Emerging growth company ☐
If an emerging growth company, indicate by
check mark if the registrant has elected not to use the extended transition period for complying with any new or revised financial
accounting standards provided pursuant to Section 13(a) of the Exchange Act. ☐
Item 2.02. Results of Operations and Financial
Condition.
On March 10, 2022, Genie Energy Ltd. (the “Company”) issued
a press release announcing results of its operations for the quarter and full year ended December 31, 2021 (the “Press Release”).
A copy of the Press Release was furnished as Exhibit 99.1 to a Current Report on Form 8-K filed by the Company with the Securities and
Exchange Commission on March 10, 2022.
Subsequent to the issuance of the Press Release, the Company discovered a required adjustment that results in an increase in the provision
for income tax related to the discontinued operations of $1.6 million. The modification did not impact the results from continuing operations
for the Company, but did impact Income from Discontinued Operations, net of tax, and Net Income Attributable to the Company’s Common
Stockholders for the three and twelve months ended December 31, 2021. Additionally, the modification impacted Current Liabilities of
Discontinued Operations and Accumulated Deficit as of December 31, 2021.

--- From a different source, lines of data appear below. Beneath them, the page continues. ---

use crate::{
    broker::Broker,
    common::{ReceivedMessage, Result},
};
use core::time::Duration;
use std::sync::Arc;
use tokio::{sync::mpsc, task::JoinSet, time::Instant};
use tokio_util::sync::CancellationToken;

/// Role-specific processing of one inbound message.
///
/// Returning `Ok` acks the message; returning an error nacks it, which makes
/// the broker redeliver it immediately. Implementations must therefore be
/// safe to run more than once for the same message.
pub trait MessageHandler: Send + Sync + 'static {
    fn on_message(&self, message: &ReceivedMessage) -> impl Future<Output = Result<()>> + Send;
}

/// Settings for [`consume_loop`].
#[derive(Debug, Clone)]
pub struct ConsumerSettings {
    pub subscription: String,
    pub concurrency_limit: usize,
    pub poll_interval: Duration,
    pub min_poll_interval: Duration,
    pub shutdown_timeout: Duration,
}

/// Long-running task that pulls messages and processes them concurrently.
///
/// Every iteration pulls at most `concurrency_limit - in_flight` messages and
/// spawns one task per message. A task that completes successfully pushes
/// its ack id onto `ack_tx`; a failed one pushes it onto `nack_tx`. The loop
/// then sleeps for what remains of `poll_interval`, but never less than
/// `min_poll_interval`, so empty pulls do not hammer the broker. Pull failures
/// are logged and retried on the next iteration.
///
/// On cancellation the loop stops pulling and gives in-flight handlers up to
/// `shutdown_timeout` to finish so their outcomes reach the ack/nack queues.
/// Handlers still running after that are aborted; the broker redelivers their
/// messages once the ack deadline lapses.
pub async fn consume_loop<B, H>(
    broker: Arc<B>,
    handler: Arc<H>,
    settings: ConsumerSettings,
    ack_tx: mpsc::UnboundedSender<String>,
    nack_tx: mpsc::UnboundedSender<String>,
    shutdown: CancellationToken,
) where
    B: Broker,
    H: MessageHandler,
{
    let subscription = settings.subscription.as_str();
    #[cfg(feature = "tracing")]
    tracing::info!(subscription, "Consumer started");

    let mut in_flight = JoinSet::new();

    while !shutdown.is_cancelled() {
        let start = Instant::now();
        reap(&mut in_flight);

        let capacity = settings.concurrency_limit.saturating_sub(in_flight.len());
        if capacity > 0 {
            let pulled = tokio::select! {
                () = shutdown.cancelled() => break,
                pulled = broker.pull(subscription, capacity) => pulled,
            };
            match pulled {
                Ok(messages) => {
                    for message in messages {
                        in_flight.spawn(process(
                            Arc::clone(&handler),
                            message,
                            ack_tx.clone(),
                            nack_tx.clone(),
                        ));
                    }
                }
                Err(_e) => {
                    #[cfg(feature = "tracing")]
                    tracing::warn!(subscription, "Failed to pull messages: {_e}");
                }
            }
        }

        let sleep_for = settings
            .poll_interval
            .saturating_sub(start.elapsed())
            .max(settings.min_poll_interval);
        tokio::select! {
            () = shutdown.cancelled() => break,
            () = tokio::time::sleep(sleep_for) => {}
        }
    }

    #[cfg(feature = "tracing")]
    tracing::info!(
        subscription,
        "Consumer cancelled, draining {} in-flight handlers",
        in_flight.len()
    );
    let drained = tokio::time::timeout(settings.shutdown_timeout, async {
        while let Some(joined) = in_flight.join_next().await {
            log_join_error(joined);
        }
    })
    .await;

    if drained.is_err() {
        #[cfg(feature = "tracing")]
        tracing::warn!(
            subscription,
            "Aborting {} handlers still running after {:?}",
            in_flight.len(),
            settings.shutdown_timeout
        );
        in_flight.shutdown().await;
    }

    #[cfg(feature = "tracing")]
    tracing::info!(subscription, "Consumer stopped");
}

/// Runs the handler for one message and routes the outcome.
async fn process<H: MessageHandler>(
    handler: Arc<H>,
    message: ReceivedMessage,
    ack_tx: mpsc::UnboundedSender<String>,
    nack_tx: mpsc::UnboundedSender<String>,
) {
    let (queue, ack_id) = match handler.on_message(&message).await {
        Ok(()) => {
            #[cfg(feature = "tracing")]
            tracing::debug!(message_id = %message.message_id, "Adding to ack queue");
            (&ack_tx, message.ack_id)
        }
        Err(_e) => {
            #[cfg(feature = "tracing")]
            tracing::warn!(
                message_id = %message.message_id,
                attempt = message.delivery_attempt,
                "Handler failed, adding to nack queue: {_e}"
            );
            (&nack_tx, message.ack_id)
        }
    };

    if let Err(_e) = queue.send(ack_id) {
        #[cfg(feature = "tracing")]
        tracing::error!("Failed to enqueue ack outcome: {_e}");
    }
}

fn reap(in_flight: &mut JoinSet<()>) {
    while let Some(joined) = in_flight.try_join_next() {
        log_join_error(joined);
    }
}

fn log_join_error(joined: core::result::Result<(), tokio::task::JoinError>) {
    if let Err(e) = joined {
        if e.is_panic() {
            #[cfg(feature = "tracing")]
            tracing::error!("Message handler panicked: {e}");
        }
    }
}
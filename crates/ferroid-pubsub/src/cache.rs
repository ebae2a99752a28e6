//! Expiring map used to correlate job ids with pending results.
//!
//! Entries expire a fixed time after insertion. Expired entries are dropped
//! lazily on access and in bulk by [`TtlCache::purge_expired`], which the
//! client calls from a periodic sweep task. When the cache is full, inserting
//! evicts expired entries first and then the oldest live entry.
//!
//! Eviction bounds memory for abandoned jobs. It is a liveness mechanism only:
//! a response that arrives for an evicted job is silently unroutable.

use core::hash::Hash;
use core::time::Duration;
use std::collections::HashMap;
use tokio::time::Instant;

#[derive(Debug)]
pub struct TtlCache<K, V> {
    ttl: Duration,
    capacity: usize,
    entries: HashMap<K, (Instant, V)>,
}

impl<K, V> TtlCache<K, V>
where
    K: Eq + Hash + Clone,
{
    pub fn new(ttl: Duration, capacity: usize) -> Self {
        Self {
            ttl,
            capacity,
            entries: HashMap::new(),
        }
    }

    /// Inserts `value` under `key`, returning the entry it displaced (if any).
    pub fn insert(&mut self, key: K, value: V) -> Option<V> {
        let now = Instant::now();
        if !self.entries.contains_key(&key) && self.entries.len() >= self.capacity {
            self.purge_expired_at(now);
            if self.entries.len() >= self.capacity {
                self.evict_oldest();
            }
        }
        self.entries.insert(key, (now, value)).map(|(_, v)| v)
    }

    pub fn get(&mut self, key: &K) -> Option<&V> {
        self.expire_key(key);
        self.entries.get(key).map(|(_, v)| v)
    }

    pub fn contains_key(&mut self, key: &K) -> bool {
        self.get(key).is_some()
    }

    pub fn remove(&mut self, key: &K) -> Option<V> {
        self.expire_key(key);
        self.entries.remove(key).map(|(_, v)| v)
    }

    /// Drops every expired entry and returns how many were removed.
    pub fn purge_expired(&mut self) -> usize {
        self.purge_expired_at(Instant::now())
    }

    /// Number of entries, including expired ones not yet purged.
    pub fn len(&self) -> usize {
        self.entries.len()
    }

    pub fn is_empty(&self) -> bool {
        self.entries.is_empty()
    }

    fn is_expired(&self, inserted: Instant, now: Instant) -> bool {
        now.saturating_duration_since(inserted) >= self.ttl
    }

    fn expire_key(&mut self, key: &K) {
        let now = Instant::now();
        if let Some((inserted, _)) = self.entries.get(key) {
            if self.is_expired(*inserted, now) {
                self.entries.remove(key);
            }
        }
    }

    fn purge_expired_at(&mut self, now: Instant) -> usize {
        let before = self.entries.len();
        let ttl = self.ttl;
        self.entries
            .retain(|_, (inserted, _)| now.saturating_duration_since(*inserted) < ttl);
        before - self.entries.len()
    }

    fn evict_oldest(&mut self) {
        let oldest = self
            .entries
            .iter()
            .min_by_key(|(_, (inserted, _))| *inserted)
            .map(|(k, _)| k.clone());
        if let Some(key) = oldest {
            self.entries.remove(&key);
        }
    }
}

#[cfg(test)]
mod tests {
    use super::*;

    #[tokio::test(start_paused = true)]
    async fn entries_expire_after_ttl() {
        let mut cache = TtlCache::new(Duration::from_secs(10), 8);
        cache.insert("a", 1);

        tokio::time::advance(Duration::from_secs(9)).await;
        assert_eq!(cache.get(&"a"), Some(&1));

        tokio::time::advance(Duration::from_secs(1)).await;
        assert_eq!(cache.get(&"a"), None);
        assert!(cache.is_empty());
    }

    #[tokio::test(start_paused = true)]
    async fn purge_drops_only_expired_entries() {
        let mut cache = TtlCache::new(Duration::from_secs(10), 8);
        cache.insert("old", 1);
        tokio::time::advance(Duration::from_secs(6)).await;
        cache.insert("new", 2);
        tokio::time::advance(Duration::from_secs(5)).await;

        assert_eq!(cache.purge_expired(), 1);
        assert_eq!(cache.len(), 1);
        assert_eq!(cache.remove(&"new"), Some(2));
    }

    #[tokio::test(start_paused = true)]
    async fn full_cache_evicts_oldest_entry() {
        let mut cache = TtlCache::new(Duration::from_secs(60), 2);
        cache.insert("first", 1);
        tokio::time::advance(Duration::from_millis(1)).await;
        cache.insert("second", 2);
        tokio::time::advance(Duration::from_millis(1)).await;
        cache.insert("third", 3);

        assert_eq!(cache.len(), 2);
        assert!(!cache.contains_key(&"first"));
        assert!(cache.contains_key(&"second"));
        assert!(cache.contains_key(&"third"));
    }

    #[tokio::test(start_paused = true)]
    async fn reinserting_existing_key_does_not_evict() {
        let mut cache = TtlCache::new(Duration::from_secs(60), 2);
        cache.insert("a", 1);
        cache.insert("b", 2);
        assert_eq!(cache.insert("a", 10), Some(1));
        assert_eq!(cache.len(), 2);
        assert_eq!(cache.get(&"b"), Some(&2));
    }
}
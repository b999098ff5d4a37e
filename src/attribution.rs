//! Attribution of SOAP fault entries to the submissions that caused them
//!
//! A validation fault lists one `Validation_Error` per problem. Each carries an
//! `Xpath` pointing into the request, e.g.
//! `/wd:Submit_Grades_for_Registrations_Request[1]/…/wd:Student_Grades_Data[3]/…`.
//! The bracketed index on the record element is the 1-based batch position.

use std::collections::{BTreeMap, BTreeSet};
use std::sync::LazyLock;

use quick_xml::Reader;
use quick_xml::events::Event;
use regex::Regex;
use serde::{Deserialize, Serialize};
use tracing::{info, warn};

use crate::error::{Error, Result};
use crate::types::{GradeSubmission, GradeType, SectionListingId, SubmissionBatch};
use crate::xml::check_well_formed;

/// Fault texts meaning every student in the section already has a grade
const SECTION_GRADED_MARKERS: &[&str] = &["already have grades", "already been graded"];

/// Fallback message when a fault entry carries no text
const UNKNOWN_ERROR: &str = "Unknown error occurred";

#[allow(clippy::expect_used)]
static RECORD_INDEX: LazyLock<Regex> = LazyLock::new(|| {
    Regex::new(r"(?:Student_Grades_Data|Student_Interim_Grades_Data)\[([^\]]*)\]")
        .expect("record index pattern is valid")
});

/// One `Validation_Error` from a fault
#[derive(Clone, Debug, PartialEq, Eq, Serialize, Deserialize)]
pub struct FaultEntry {
    /// 1-based record position, when the XPath names a numeric one
    pub position: Option<usize>,
    /// Raw XPath as reported
    pub xpath: Option<String>,
    /// Message text, with the detail message appended when present
    pub message: String,
}

/// Parsed SOAP fault
#[derive(Clone, Debug, Default, PartialEq, Eq, Serialize, Deserialize)]
pub struct SoapFault {
    /// `faultcode` text
    pub fault_code: Option<String>,
    /// `faultstring` text
    pub fault_string: Option<String>,
    /// Validation errors in document order
    pub errors: Vec<FaultEntry>,
}

impl SoapFault {
    /// True if any text in the fault reports the section as already graded
    pub fn is_section_already_graded(&self) -> bool {
        self.fault_string
            .iter()
            .map(String::as_str)
            .chain(self.errors.iter().map(|e| e.message.as_str()))
            .any(mentions_section_graded)
    }
}

fn mentions_section_graded(text: &str) -> bool {
    let lower = text.to_lowercase();
    SECTION_GRADED_MARKERS
        .iter()
        .any(|marker| lower.contains(marker))
}

/// Extract the record position from a fault XPath
///
/// Returns `None` when the XPath does not address a record element or the
/// index is not a number.
pub fn record_position(xpath: &str) -> Option<usize> {
    RECORD_INDEX
        .captures(xpath)
        .and_then(|caps| caps.get(1))
        .and_then(|index| index.as_str().trim().parse().ok())
}

/// Parse a SOAP fault document
///
/// Element names are matched by local name, so any namespace prefix works.
///
/// # Errors
/// Returns [`Error::MalformedPayload`] if the document is not well-formed.
pub fn parse_fault(xml: &str) -> Result<SoapFault> {
    check_well_formed(xml)?;

    let mut reader = Reader::from_str(xml);
    reader.config_mut().trim_text(true);

    let mut fault = SoapFault::default();
    let mut text = String::new();
    let mut in_error = false;
    let mut message: Option<String> = None;
    let mut detail: Option<String> = None;
    let mut xpath: Option<String> = None;

    loop {
        match reader.read_event()? {
            Event::Eof => break,
            Event::Start(e) => {
                text.clear();
                if e.local_name().as_ref() == b"Validation_Error" {
                    in_error = true;
                    message = None;
                    detail = None;
                    xpath = None;
                }
            }
            Event::Text(t) => {
                let unescaped = t
                    .unescape()
                    .map_err(|e| Error::MalformedPayload(e.to_string()))?;
                text.push_str(&unescaped);
            }
            Event::CData(c) => {
                text.push_str(&String::from_utf8_lossy(&c.into_inner()));
            }
            Event::End(e) => {
                let value = std::mem::take(&mut text).trim().to_string();
                match e.local_name().as_ref() {
                    b"faultcode" => fault.fault_code = non_empty(value),
                    b"faultstring" => fault.fault_string = non_empty(value),
                    b"Message" if in_error => message = non_empty(value),
                    b"Detail_Message" if in_error => detail = non_empty(value),
                    b"Xpath" if in_error => xpath = non_empty(value),
                    b"Validation_Error" => {
                        in_error = false;
                        let position = xpath.as_deref().and_then(record_position);
                        fault.errors.push(FaultEntry {
                            position,
                            xpath: xpath.take(),
                            message: compose_message(message.take(), detail.take()),
                        });
                    }
                    _ => {}
                }
            }
            _ => {}
        }
    }

    Ok(fault)
}

fn non_empty(value: String) -> Option<String> {
    if value.is_empty() { None } else { Some(value) }
}

fn compose_message(message: Option<String>, detail: Option<String>) -> String {
    match (message, detail) {
        (Some(m), Some(d)) if m != d => format!("{} ({})", m, d),
        (Some(m), _) => m,
        (None, Some(d)) => d,
        (None, None) => UNKNOWN_ERROR.to_string(),
    }
}

/// A submission the remote system refused
#[derive(Clone, Debug, PartialEq, Eq, Serialize, Deserialize)]
pub struct FailedSubmission {
    /// 1-based position in the batch
    pub position: usize,
    /// The submission as it was sent
    pub submission: GradeSubmission,
    /// Error message(s) reported for this position
    pub message: String,
}

/// Attributed outcome of one batch submission
#[derive(Clone, Debug, PartialEq, Eq, Serialize, Deserialize)]
pub struct SubmissionOutcome {
    /// Section of the batch
    pub section_listing_id: SectionListingId,
    /// Grade type of the batch
    pub grade_type: GradeType,
    /// Submissions with no error attributed to them, in batch order
    pub succeeded: Vec<GradeSubmission>,
    /// Submissions with at least one error, in batch order
    pub failed: Vec<FailedSubmission>,
    /// The remote system reports every student in the section as already graded
    pub section_already_graded: bool,
    /// Fault text when the fault carries no validation errors
    pub batch_fault: Option<String>,
    /// Fault entries whose position could not be mapped to a submission
    pub unattributed: Vec<FaultEntry>,
}

impl SubmissionOutcome {
    /// Outcome of an accepted batch: everything succeeded
    pub fn accepted(batch: &SubmissionBatch) -> Self {
        Self {
            section_listing_id: batch.section_listing_id().clone(),
            grade_type: batch.grade_type(),
            succeeded: batch.submissions().to_vec(),
            failed: Vec::new(),
            section_already_graded: false,
            batch_fault: None,
            unattributed: Vec::new(),
        }
    }

    /// True when nothing was refused and no batch-level condition was reported
    pub fn is_clean(&self) -> bool {
        self.failed.is_empty()
            && !self.section_already_graded
            && self.batch_fault.is_none()
            && self.unattributed.is_empty()
    }
}

/// Partition a batch using the fault returned for it
///
/// A fault that cannot be parsed yields an outcome with `batch_fault` set and
/// no per-record failures.
pub fn attribute_errors(batch: &SubmissionBatch, fault_xml: &str) -> SubmissionOutcome {
    match parse_fault(fault_xml) {
        Ok(fault) => attribute_fault(batch, &fault),
        Err(e) => {
            warn!(
                section = %batch.section_listing_id(),
                error = %e,
                "could not parse fault response, no errors attributed"
            );
            SubmissionOutcome {
                batch_fault: Some(format!("unparseable fault response: {}", e)),
                ..SubmissionOutcome::accepted(batch)
            }
        }
    }
}

/// Partition a batch using an already parsed fault
pub fn attribute_fault(batch: &SubmissionBatch, fault: &SoapFault) -> SubmissionOutcome {
    let mut outcome = SubmissionOutcome::accepted(batch);

    if fault.errors.is_empty() {
        outcome.batch_fault = Some(
            fault
                .fault_string
                .clone()
                .unwrap_or_else(|| UNKNOWN_ERROR.to_string()),
        );
    }

    if fault.is_section_already_graded() {
        info!(
            section = %batch.section_listing_id(),
            "section already graded, no per-student errors attributed"
        );
        outcome.section_already_graded = true;
        return outcome;
    }

    let mut messages: BTreeMap<usize, Vec<&str>> = BTreeMap::new();
    for entry in &fault.errors {
        match entry.position {
            Some(position) if batch.get(position).is_some() => {
                messages.entry(position).or_default().push(&entry.message);
            }
            _ => {
                warn!(
                    section = %batch.section_listing_id(),
                    xpath = entry.xpath.as_deref().unwrap_or("<none>"),
                    position = ?entry.position,
                    records = batch.len(),
                    message = %entry.message,
                    "fault entry does not map to a submission"
                );
                outcome.unattributed.push(entry.clone());
            }
        }
    }

    let failed_positions: BTreeSet<usize> = messages.keys().copied().collect();
    outcome.failed = messages
        .into_iter()
        .filter_map(|(position, texts)| {
            batch.get(position).map(|submission| FailedSubmission {
                position,
                submission: submission.clone(),
                message: texts.join("; "),
            })
        })
        .collect();
    outcome.succeeded = batch
        .submissions()
        .iter()
        .enumerate()
        .filter(|(index, _)| !failed_positions.contains(&(index + 1)))
        .map(|(_, submission)| submission.clone())
        .collect();

    info!(
        section = %batch.section_listing_id(),
        failed = outcome.failed.len(),
        succeeded = outcome.succeeded.len(),
        unattributed = outcome.unattributed.len(),
        "attributed fault entries to submissions"
    );

    outcome
}
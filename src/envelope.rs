//! Authenticated SOAP envelope for the grade-posting operations

use chrono::NaiveDate;
use tracing::debug;

use crate::config::Config;
use crate::error::Result;
use crate::payload::{wd, write_grade_records};
use crate::types::{GradeType, SubmissionBatch};
use crate::xml::{XmlWriter, check_well_formed};

const SOAP_ENV_NS: &str = "http://schemas.xmlsoap.org/soap/envelope/";
const XSD_NS: &str = "http://www.w3.org/2001/XMLSchema";
const WSSE_NS: &str =
    "http://docs.oasis-open.org/wss/2004/01/oasis-200401-wss-wssecurity-secext-1.0.xsd";
const PASSWORD_TEXT: &str = "http://docs.oasis-open.org/wss/2004/01/oasis-200401-wss-username-token-profile-1.0#PasswordText";
/// Namespace of the student-records web service
pub const WD_NS: &str = "urn:com.workday/bsvc";

/// Builds complete request documents for one set of credentials and API version
#[derive(Clone)]
pub struct EnvelopeBuilder {
    username: String,
    password: String,
    version: String,
}

impl std::fmt::Debug for EnvelopeBuilder {
    fn fmt(&self, f: &mut std::fmt::Formatter<'_>) -> std::fmt::Result {
        f.debug_struct("EnvelopeBuilder")
            .field("username", &self.username)
            .field("version", &self.version)
            .finish_non_exhaustive()
    }
}

impl EnvelopeBuilder {
    /// Create a builder from explicit values
    ///
    /// `username` is used verbatim in the security header; `version` is the
    /// `wd:version` attribute (e.g. "v44.0").
    pub fn new(
        username: impl Into<String>,
        password: impl Into<String>,
        version: impl Into<String>,
    ) -> Self {
        Self {
            username: username.into(),
            password: password.into(),
            version: version.into(),
        }
    }

    /// Create a builder from the client configuration
    pub fn from_config(config: &Config) -> Self {
        Self::new(
            config.credentials.qualified_username(),
            config.credentials.password.clone(),
            config.endpoint.version_tag(),
        )
    }

    /// Build the pretty-printed request for a batch
    ///
    /// Identical inputs always produce identical bytes; the only moving part
    /// is `today`, which interim records carry as their submission date.
    ///
    /// # Errors
    /// Returns [`Error::MalformedPayload`](crate::Error::MalformedPayload) if
    /// the document cannot be written or does not re-parse as well-formed XML.
    pub fn build(&self, batch: &SubmissionBatch, today: NaiveDate) -> Result<String> {
        let grade_type = batch.grade_type();
        let operation = wd(grade_type.operation());
        let data_wrapper = wd(grade_type.data_wrapper());

        let mut w = XmlWriter::new();
        w.declaration()?;
        w.start(
            "env:Envelope",
            &[
                ("xmlns:env", SOAP_ENV_NS),
                ("xmlns:xsd", XSD_NS),
                ("xmlns:wsse", WSSE_NS),
            ],
        )?;

        w.start("env:Header", &[])?;
        w.start("wsse:Security", &[("env:mustUnderstand", "1")])?;
        w.start("wsse:UsernameToken", &[])?;
        w.verbatim_text_element("wsse:Username", &[], &self.username)?;
        w.verbatim_text_element("wsse:Password", &[("Type", PASSWORD_TEXT)], &self.password)?;
        w.end("wsse:UsernameToken")?;
        w.end("wsse:Security")?;
        w.end("env:Header")?;

        w.start("env:Body", &[])?;
        w.start(
            &operation,
            &[("xmlns:wd", WD_NS), ("wd:version", self.version.as_str())],
        )?;

        if grade_type == GradeType::Final {
            w.start("wd:Business_Process_Parameters", &[])?;
            w.text_element("wd:Auto_Complete", &[], "true")?;
            w.text_element("wd:Run_Now", &[], "true")?;
            w.end("wd:Business_Process_Parameters")?;
        }

        w.start(&data_wrapper, &[])?;
        w.start("wd:Section_Listing_Reference", &[])?;
        w.text_element(
            "wd:ID",
            &[("wd:type", "Section_Listing_ID")],
            batch.section_listing_id().as_str(),
        )?;
        w.end("wd:Section_Listing_Reference")?;
        write_grade_records(&mut w, batch, today)?;
        w.end(&data_wrapper)?;

        w.end(&operation)?;
        w.end("env:Body")?;
        w.end("env:Envelope")?;

        let xml = w.finish()?;
        check_well_formed(&xml)?;

        debug!(
            section = %batch.section_listing_id(),
            grade_type = %grade_type,
            records = batch.len(),
            bytes = xml.len(),
            "built grade submission envelope"
        );

        Ok(xml)
    }
}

Attached hereto as Exhibit 99.1 is an amended copy of the Press Release with the corrections, for the quarter and full year ended December
31, 2021.
All other information set forth in the Press Release, remains correct and unchanged; therefore, no other changes were made to the Press
Release. The Company is, substantially simultaneously herewith, filing its Annual Report on Form 10-K for the year ended December 31,
2021, which will reflect the corrections.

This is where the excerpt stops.